- Federal Reserve Vice Chair Lael Brainard indicated Monday that the central bank could soon slow the pace of its interest rate increases.
- "I think it will probably be appropriate soon to move to a slower pace of rate increases," she told Bloomberg News in a live interview.
Federal Reserve Vice Chair Lael Brainard indicated Monday that the central bank could soon slow the pace of its interest rate increases.
With markets expecting a likely step down in December from the Fed's rapid pace of rate increases this year, Brainard confirmed that a slowdown if not a stop is looming.
"I think it will probably be appropriate soon to move to a slower pace of rate increases," she told Bloomberg News in a live interview.
That doesn't mean the Fed will stop raising rates, but it at least will come off a pace that has seen four consecutive 0.75 percentage point increases, an unprecedented pattern since the central bank started using short-term rates to set monetary policy in 1990.
"I think what's really important to emphasize is we've done a lot but we have additional work to do both on raising rates and sustaining restraint to bring inflation down to 2% over time," Brainard said.

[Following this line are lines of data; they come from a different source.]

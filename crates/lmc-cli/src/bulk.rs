//! # Bulk CLI: Audit a batch of listings.
//!
//! ```bash
//! lmc bulk catalog.json
//! lmc bulk catalog.json --parallel
//! lmc --format text bulk catalog.json
//! ```

use std::path::PathBuf;

use anyhow::Result;
use clap::Args;

use lmc_core::Severity;
use lmc_engine::{BulkAggregator, BulkReport, NeverCancel};
use lmc_rules::RuleSet;

use crate::{print_json, read_records, OutputFormat, Stamped, EXIT_CLEAN, EXIT_VIOLATIONS};

/// Bulk subcommand arguments.
#[derive(Args, Debug)]
pub struct BulkArgs {
    /// JSON array of product records, or an object with a `products` array.
    pub records: PathBuf,

    /// Evaluate records on all cores.
    #[arg(long)]
    pub parallel: bool,
}

/// Execute the bulk subcommand.
pub fn run_bulk(args: &BulkArgs, rules: &RuleSet, format: OutputFormat) -> Result<u8> {
    let records = read_records(&args.records)?;
    tracing::info!(count = records.len(), parallel = args.parallel, "starting bulk audit");

    let aggregator = BulkAggregator::new(rules);
    let report = if args.parallel {
        aggregator.run_parallel(&records, &NeverCancel)
    } else {
        aggregator.run(&records, &NeverCancel)
    };

    let code = if report.summary.non_compliant_products == 0 {
        EXIT_CLEAN
    } else {
        EXIT_VIOLATIONS
    };
    match format {
        OutputFormat::Json => print_json(&Stamped::now(report))?,
        OutputFormat::Text => print!("{}", render_text(&report)),
    }
    Ok(code)
}

/// Human-readable batch summary with one line per product.
pub fn render_text(report: &BulkReport) -> String {
    let summary = &report.summary;
    let mut lines = vec![
        format!("Products:        {}", summary.total_products),
        format!(
            "Compliant:       {} ({:.1}%)",
            summary.compliant_products,
            summary.compliance_rate()
        ),
        format!("Non-compliant:   {}", summary.non_compliant_products),
        format!("Failed:          {}", summary.failed_products),
    ];
    for severity in Severity::all().iter().rev() {
        lines.push(format!(
            "  {:<9} {}",
            severity.as_str(),
            summary.severity_count(*severity)
        ));
    }
    if !summary.violation_types.is_empty() {
        lines.push("Violation types:".to_string());
        for (violation_type, count) in &summary.violation_types {
            lines.push(format!("  {violation_type}: {count}"));
        }
    }
    lines.push("Results:".to_string());
    for result in &report.detailed_results {
        let mut line = format!(
            "  {} [{}] {} violation(s) - {}",
            result.product_id, result.compliance_status, result.total_violations, result.product_title
        );
        if let Some(error) = &result.error {
            line.push_str(&format!(" ({error})"));
        }
        lines.push(line);
    }
    if report.cancelled {
        lines.push("Run cancelled before the last record.".to_string());
    }
    let mut text = lines.join("\n");
    text.push('\n');
    text
}

#[cfg(test)]
mod tests {
    use super::*;
    use serde_json::json;

    fn report() -> BulkReport {
        let rules = RuleSet::builtin().unwrap();
        BulkAggregator::new(&rules).run(
            &[
                json!({"id": "R-1", "title": "Rice", "weight": "5 kg"}),
                json!({"id": "R-2", "title": "Oats", "weight": "2 lbs"}),
                json!(7),
            ],
            &NeverCancel,
        )
    }

    #[test]
    fn text_shows_counters_and_rows() {
        let text = render_text(&report());
        assert!(text.contains("Products:        3"));
        assert!(text.contains("Compliant:       1 (33.3%)"));
        assert!(text.contains("Failed:          1"));
        assert!(text.contains("non_standard_weight_unit: 1"));
        assert!(text.contains("R-2 [NON_COMPLIANT_HIGH] 1 violation(s) - Oats"));
        assert!(text.contains("product_3 [ERROR]"));
    }

    #[test]
    fn run_bulk_reads_file_and_sets_exit_code() {
        let rules = RuleSet::builtin().unwrap();
        let dir = tempfile::tempdir().unwrap();
        let path = dir.path().join("batch.json");
        std::fs::write(&path, r#"[{"weight": "1 kg"}, {"volume": "2 l"}]"#).unwrap();
        let args = BulkArgs {
            records: path,
            parallel: true,
        };
        assert_eq!(run_bulk(&args, &rules, OutputFormat::Json).unwrap(), EXIT_CLEAN);
    }
}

Brainard spoke a week after the Fed took its benchmark interest rate to a 3.75%-4% targeted range, the highest level in 14 years. The Fed has been battling inflation running at its highest level since the early 1980s and continued at a 7.7% annual pace in October, according to the Bureau of Labor Statistics.

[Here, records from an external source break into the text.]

//! # Violation Taxonomy
//!
//! [`ViolationType`] is the closed set of findings the detector can emit.
//! Every variant has exactly one entry in the violation catalog
//! (`lmc-rules`); the catalog is indexed by [`ViolationType::ordinal`].
//!
//! A [`Violation`] is an immutable finding. Its severity, section reference,
//! penalty and suggested fix always equal the catalog entry for its type.
//! Only `field_name`, `detected_value` and the field interpolated into the
//! description vary between instances.

use std::fmt;
use std::str::FromStr;

use serde::{Deserialize, Serialize};

use crate::severity::Severity;

/// Closed set of violation types.
#[derive(Debug, Clone, Copy, PartialEq, Eq, PartialOrd, Ord, Hash, Serialize, Deserialize)]
#[serde(rename_all = "snake_case")]
pub enum ViolationType {
    /// Imperial or traditional unit in a declared weight field.
    NonStandardWeightUnit,
    /// Imperial or traditional unit in a declared length/dimension field.
    NonStandardLengthUnit,
    /// Imperial or traditional unit in a declared volume field.
    NonStandardVolumeUnit,
    /// Non-standard unit in a unit-price quotation.
    NonStandardUnitInPricing,
    /// Non-standard unit in titles, descriptions or feature text.
    NonStandardUnitInDescription,
    /// A mandatory pre-packaged commodity declaration is absent.
    MissingPrepackagedDeclaration,
}

/// Total number of violation types.
pub const VIOLATION_TYPE_COUNT: usize = 6;

impl ViolationType {
    /// Returns all violation types in catalog order.
    pub fn all() -> &'static [ViolationType] {
        &[
            Self::NonStandardWeightUnit,
            Self::NonStandardLengthUnit,
            Self::NonStandardVolumeUnit,
            Self::NonStandardUnitInPricing,
            Self::NonStandardUnitInDescription,
            Self::MissingPrepackagedDeclaration,
        ]
    }

    /// Position of this type in [`ViolationType::all`].
    pub fn ordinal(&self) -> usize {
        match self {
            Self::NonStandardWeightUnit => 0,
            Self::NonStandardLengthUnit => 1,
            Self::NonStandardVolumeUnit => 2,
            Self::NonStandardUnitInPricing => 3,
            Self::NonStandardUnitInDescription => 4,
            Self::MissingPrepackagedDeclaration => 5,
        }
    }

    /// Returns the snake_case identifier, matching the serde format.
    pub fn as_str(&self) -> &'static str {
        match self {
            Self::NonStandardWeightUnit => "non_standard_weight_unit",
            Self::NonStandardLengthUnit => "non_standard_length_unit",
            Self::NonStandardVolumeUnit => "non_standard_volume_unit",
            Self::NonStandardUnitInPricing => "non_standard_unit_in_pricing",
            Self::NonStandardUnitInDescription => "non_standard_unit_in_description",
            Self::MissingPrepackagedDeclaration => "missing_prepackaged_declaration",
        }
    }
}

impl fmt::Display for ViolationType {
    fn fmt(&self, f: &mut fmt::Formatter<'_>) -> fmt::Result {
        f.write_str(self.as_str())
    }
}

impl FromStr for ViolationType {
    type Err = String;

    fn from_str(s: &str) -> Result<Self, Self::Err> {
        Self::all()
            .iter()
            .copied()
            .find(|t| t.as_str() == s)
            .ok_or_else(|| format!("unknown violation type: {s:?}"))
    }
}

/// A single compliance finding on one field of one product record.
#[derive(Debug, Clone, PartialEq, Eq, Serialize, Deserialize)]
pub struct Violation {
    /// Violation type (catalog key).
    #[serde(rename = "type")]
    pub violation_type: ViolationType,
    /// Severity copied from the catalog.
    pub severity: Severity,
    /// Human-readable description naming the offending field.
    pub description: String,
    /// Statute section(s), e.g. "Section 11, 25".
    #[serde(rename = "section")]
    pub section_reference: String,
    /// Penalty exposure text.
    #[serde(rename = "penalty")]
    pub penalty_info: String,
    /// Remediation guidance.
    #[serde(rename = "fix")]
    pub suggested_fix: String,
    /// Record field that was examined.
    #[serde(rename = "field")]
    pub field_name: String,
    /// Value found in that field, or "Missing".
    pub detected_value: String,
}

#[cfg(test)]
mod tests {
    use super::*;

    #[test]
    fn ordinal_matches_position_in_all() {
        assert_eq!(ViolationType::all().len(), VIOLATION_TYPE_COUNT);
        for (i, ty) in ViolationType::all().iter().enumerate() {
            assert_eq!(ty.ordinal(), i, "{ty} ordinal drifted");
        }
    }

    #[test]
    fn serde_format_matches_as_str() {
        for ty in ViolationType::all() {
            let json = serde_json::to_string(ty).unwrap();
            assert_eq!(json, format!("\"{}\"", ty.as_str()));
            assert_eq!(ty.as_str().parse::<ViolationType>().unwrap(), *ty);
        }
    }

    #[test]
    fn violation_uses_report_field_names() {
        let v = Violation {
            violation_type: ViolationType::NonStandardWeightUnit,
            severity: Severity::High,
            description: "Non-standard weight unit detected in weight".into(),
            section_reference: "Section 11, 25".into(),
            penalty_info: "Fine".into(),
            suggested_fix: "Use kg".into(),
            field_name: "weight".into(),
            detected_value: "5 lbs".into(),
        };
        let json = serde_json::to_value(&v).unwrap();
        assert_eq!(json["type"], "non_standard_weight_unit");
        assert_eq!(json["severity"], "high");
        assert_eq!(json["section"], "Section 11, 25");
        assert_eq!(json["penalty"], "Fine");
        assert_eq!(json["fix"], "Use kg");
        assert_eq!(json["field"], "weight");
        assert_eq!(json["detected_value"], "5 lbs");
    }
}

The consumer price index rose 0.4% last month, less than the Dow Jones estimate for 0.6%, and Brainard said she has seen signs that inflation is cooling.

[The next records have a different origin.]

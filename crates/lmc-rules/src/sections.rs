//! Statute sections of the Legal Metrology Act 2009 that matter most for
//! e-commerce listings. Display-only reference data.

use serde::Serialize;

/// One section of the Act with a one-line summary.
#[derive(Debug, Clone, Copy, PartialEq, Eq, Serialize)]
pub struct StatuteSection {
    /// Section label, e.g. "Section 11".
    pub section: &'static str,
    /// What the section governs.
    pub summary: &'static str,
}

/// Sections most frequently engaged by online product listings.
pub const CRITICAL_SECTIONS: &[StatuteSection] = &[
    StatuteSection {
        section: "Section 11",
        summary: "Prohibition of non-standard units in pricing and advertising",
    },
    StatuteSection {
        section: "Section 18",
        summary: "Pre-packaged commodity declaration requirements",
    },
    StatuteSection {
        section: "Section 25",
        summary: "Penalty for using non-standard weights/measures",
    },
    StatuteSection {
        section: "Section 30",
        summary: "Penalty for fraudulent transactions",
    },
    StatuteSection {
        section: "Section 36",
        summary: "Penalty for non-compliant packaging",
    },
    StatuteSection {
        section: "Section 41",
        summary: "Penalty for false information/returns",
    },
];
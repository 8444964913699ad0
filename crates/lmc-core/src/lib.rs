//! # lmc-core: Foundational Types for the Legal Metrology Compliance Engine
//!
//! Defines the vocabulary shared by every other crate in the workspace:
//! the typed product record, the closed violation taxonomy, severities,
//! compliance statuses, measurement dimensions, and the error hierarchy.
//! It depends on nothing internal.
//!
//! ## Key Design Principles
//!
//! 1. **Closed enums, exhaustive matches.** `Severity`, `ComplianceStatus`,
//!    `ViolationType`, `Dimension` and `RecordField` are plain enums. Adding
//!    a violation type is a compile error until the catalog, recommendations
//!    and status logic handle it.
//!
//! 2. **Typed records.** `ProductRecord` has one `Option<FieldValue>` per
//!    recognized key. "Absent" and "present but falsy" stay distinguishable.
//!
//! 3. **Status is a pure function of severities.**
//!    `ComplianceStatus::from_severities` looks only at the worst severity.
//!
//! ## Crate Policy
//!
//! - No dependencies on other `lmc-*` crates.
//! - No `unsafe` code.
//! - No `panic!()` or `.unwrap()` outside tests.

pub mod dimension;
pub mod error;
pub mod record;
pub mod severity;
pub mod violation;

// Re-export primary types for ergonomic imports.
pub use dimension::Dimension;
pub use error::{CheckError, ConfigError, InvalidInputError, LmcError};
pub use record::{FieldValue, ProductRecord, RecordField, UNKNOWN_PRODUCT_TITLE};
pub use severity::{ComplianceStatus, Severity, SEVERITY_COUNT};
pub use violation::{Violation, ViolationType, VIOLATION_TYPE_COUNT};
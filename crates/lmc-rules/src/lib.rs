//! # lmc-rules: Reference Data for Legal Metrology Compliance
//!
//! The immutable reference data the detector evaluates records against:
//!
//! - **Units** (`units.rs`): standard-unit token tables per dimension and the
//!   ordered non-standard unit patterns.
//! - **Catalog** (`catalog.rs`): fixed severity, section, penalty and fix per
//!   violation type, plus the report recommendation where one exists.
//! - **Sections** (`sections.rs`): the statute sections listings engage.
//! - **Config** (`config.rs`): YAML overrides for the unit tables.
//!
//! Everything is assembled once into a [`RuleSet`] at startup and passed by
//! reference into the engine. A `RuleSet` is never mutated after
//! construction, so any number of threads may read it without locking.
//! Initialization failures are [`ConfigError`]s and are fatal.

pub mod catalog;
pub mod config;
pub mod sections;
pub mod units;

use lmc_core::ConfigError;
use serde::Serialize;

pub use catalog::{CatalogEntry, ViolationCatalog};
pub use config::{PatternSpec, RulesConfig, DEFAULT_PACKAGE_TYPES};
pub use sections::{StatuteSection, CRITICAL_SECTIONS};
pub use units::{NonStandardPattern, UnitTables};

/// Unit tables, violation catalog and pre-packaging triggers, validated
/// together.
#[derive(Debug, Clone, Serialize)]
pub struct RuleSet {
    units: UnitTables,
    #[serde(skip)]
    catalog: &'static ViolationCatalog,
    prepackaged_package_types: Vec<String>,
}

impl RuleSet {
    /// The built-in rule set.
    pub fn builtin() -> Result<Self, ConfigError> {
        Self::from_config(&RulesConfig::default())
    }

    /// Built-in rules with `config` overrides applied.
    pub fn from_config(config: &RulesConfig) -> Result<Self, ConfigError> {
        let catalog = ViolationCatalog::standard();
        catalog.verify()?;

        let mut standard = units::builtin_standard_tables();
        for (dimension, tokens) in &config.standard_units {
            standard.insert(*dimension, tokens.clone());
        }

        let patterns = match &config.non_standard_patterns {
            Some(specs) => specs
                .iter()
                .map(PatternSpec::compile)
                .collect::<Result<Vec<_>, _>>()?,
            None => units::builtin_patterns()?,
        };

        let prepackaged_package_types = match &config.prepackaged_package_types {
            Some(types) => types.clone(),
            None => DEFAULT_PACKAGE_TYPES.iter().map(|t| t.to_string()).collect(),
        };

        let units = UnitTables::new(standard, patterns)?;
        tracing::debug!(
            patterns = units.patterns().len(),
            package_types = prepackaged_package_types.len(),
            "rule set initialized"
        );

        Ok(Self {
            units,
            catalog,
            prepackaged_package_types,
        })
    }

    /// Unit reference tables.
    pub fn units(&self) -> &UnitTables {
        &self.units
    }

    /// Violation catalog.
    pub fn catalog(&self) -> &ViolationCatalog {
        self.catalog
    }

    /// Package types that trigger the pre-packaged declaration check.
    pub fn prepackaged_package_types(&self) -> &[String] {
        &self.prepackaged_package_types
    }

    /// True when `package_type` marks a pre-packaged commodity.
    ///
    /// Comparison is exact, matching how listings declare package types.
    pub fn is_prepackaged_type(&self, package_type: &str) -> bool {
        self.prepackaged_package_types
            .iter()
            .any(|t| t == package_type)
    }
}

#[cfg(test)]
mod tests {
    use super::*;
    use lmc_core::Dimension;

    #[test]
    fn builtin_rule_set_initializes() {
        let rules = RuleSet::builtin().unwrap();
        assert_eq!(rules.units().patterns().len(), units::BUILTIN_PATTERNS.len());
        assert!(rules.is_prepackaged_type("pouch"));
        assert!(!rules.is_prepackaged_type("Pouch"));
        assert!(!rules.is_prepackaged_type("sack"));
    }

    #[test]
    fn standard_unit_override_replaces_one_dimension() {
        let cfg = RulesConfig::from_yaml_str("standard_units:\n  weight: [quintal]\n").unwrap();
        let rules = RuleSet::from_config(&cfg).unwrap();
        assert!(rules.units().has_standard_unit("2 quintal", Dimension::Weight));
        assert!(!rules.units().has_standard_unit("2 kg", Dimension::Weight));
        assert!(rules.units().has_standard_unit("2 cm", Dimension::Length));
    }

    #[test]
    fn pattern_override_replaces_the_list() {
        let cfg = RulesConfig::from_yaml_str(
            "non_standard_patterns:\n  - name: bushel\n    tokens: [bushel]\n",
        )
        .unwrap();
        let rules = RuleSet::from_config(&cfg).unwrap();
        assert_eq!(rules.units().patterns().len(), 1);
        assert_eq!(rules.units().first_non_standard_match("1 bushel"), Some(0));
        assert_eq!(rules.units().first_non_standard_match("5 lbs"), None);
    }

    #[test]
    fn empty_pattern_override_is_rejected() {
        let cfg = RulesConfig::from_yaml_str("non_standard_patterns: []\n").unwrap();
        assert!(matches!(RuleSet::from_config(&cfg), Err(ConfigError::NoPatterns)));
    }

    #[test]
    fn invalid_pattern_override_is_rejected() {
        let cfg = RulesConfig::from_yaml_str(
            "non_standard_patterns:\n  - name: broken\n    regex: '(lbs'\n",
        )
        .unwrap();
        assert!(matches!(
            RuleSet::from_config(&cfg),
            Err(ConfigError::InvalidPattern { .. })
        ));
    }

    #[test]
    fn rule_set_is_shareable_across_threads() {
        fn assert_send_sync<T: Send + Sync>() {}
        assert_send_sync::<RuleSet>();
    }
}
//! # Rules Configuration
//!
//! Optional YAML overrides for the unit reference tables. Every section is
//! optional; anything left out falls back to the built-in tables.
//!
//! ```yaml
//! standard_units:
//!   weight: [kg, g, mg, quintal]
//! non_standard_patterns:
//!   - name: imperial_weight
//!     tokens: [lb, lbs, pound, pounds, oz]
//!   - name: bushel
//!     regex: '\bbushels?\b'
//! prepackaged_package_types: [box, bottle, can, packet, pouch, jar]
//! ```
//!
//! A `standard_units` entry replaces the built-in table for that dimension
//! only. A `non_standard_patterns` list replaces the whole built-in list,
//! because its order is the tie-break.

use std::collections::BTreeMap;
use std::path::Path;

use lmc_core::{ConfigError, Dimension};
use serde::{Deserialize, Serialize};

use crate::units::NonStandardPattern;

/// Package types that mark a listing as a pre-packaged commodity.
pub const DEFAULT_PACKAGE_TYPES: &[&str] = &["box", "bottle", "can", "packet", "pouch"];

/// Deserialized rules file.
#[derive(Debug, Clone, Default, PartialEq, Eq, Serialize, Deserialize)]
#[serde(default, deny_unknown_fields)]
pub struct RulesConfig {
    /// Per-dimension standard token overrides.
    pub standard_units: BTreeMap<Dimension, Vec<String>>,
    /// Replacement for the ordered non-standard pattern list.
    #[serde(skip_serializing_if = "Option::is_none")]
    pub non_standard_patterns: Option<Vec<PatternSpec>>,
    /// Replacement for [`DEFAULT_PACKAGE_TYPES`].
    #[serde(skip_serializing_if = "Option::is_none")]
    pub prepackaged_package_types: Option<Vec<String>>,
}

/// One pattern definition. Exactly one of `tokens` or `regex` must be set.
#[derive(Debug, Clone, PartialEq, Eq, Serialize, Deserialize)]
#[serde(deny_unknown_fields)]
pub struct PatternSpec {
    /// Pattern name, used in logs and listings.
    pub name: String,
    /// Literal whole-word tokens.
    #[serde(default, skip_serializing_if = "Vec::is_empty")]
    pub tokens: Vec<String>,
    /// Raw regular expression, matched case-insensitively.
    #[serde(default, skip_serializing_if = "Option::is_none")]
    pub regex: Option<String>,
}

impl PatternSpec {
    /// Compile this definition.
    pub fn compile(&self) -> Result<NonStandardPattern, ConfigError> {
        match (&self.regex, self.tokens.is_empty()) {
            (Some(regex), true) => NonStandardPattern::from_regex(&self.name, regex),
            (None, false) => NonStandardPattern::from_tokens(&self.name, &self.tokens),
            _ => Err(ConfigError::AmbiguousPattern {
                name: self.name.clone(),
            }),
        }
    }
}

impl RulesConfig {
    /// Parse a rules file body.
    pub fn from_yaml_str(yaml: &str) -> Result<Self, ConfigError> {
        serde_yaml::from_str(yaml).map_err(|e| ConfigError::Parse(e.to_string()))
    }

    /// Read and parse a rules file.
    pub fn load(path: &Path) -> Result<Self, ConfigError> {
        let body = std::fs::read_to_string(path).map_err(|source| ConfigError::Io {
            path: path.display().to_string(),
            source,
        })?;
        Self::from_yaml_str(&body)
    }
}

"We have raised rates very rapidly ... and we've been reducing the balance sheet, and you can see that in financial conditions, you can see that in inflation expectations, which are quite well-anchored," she said.
Along with the rate hikes, the Fed has been reducing the bond holdings on its balance sheet at a maximum pace of $95 billion a month. Since that process, nicknamed "quantitative tightening," began in June, the Fed's balance sheet has contracted by more than $235 billion but remains at $8.73 trillion.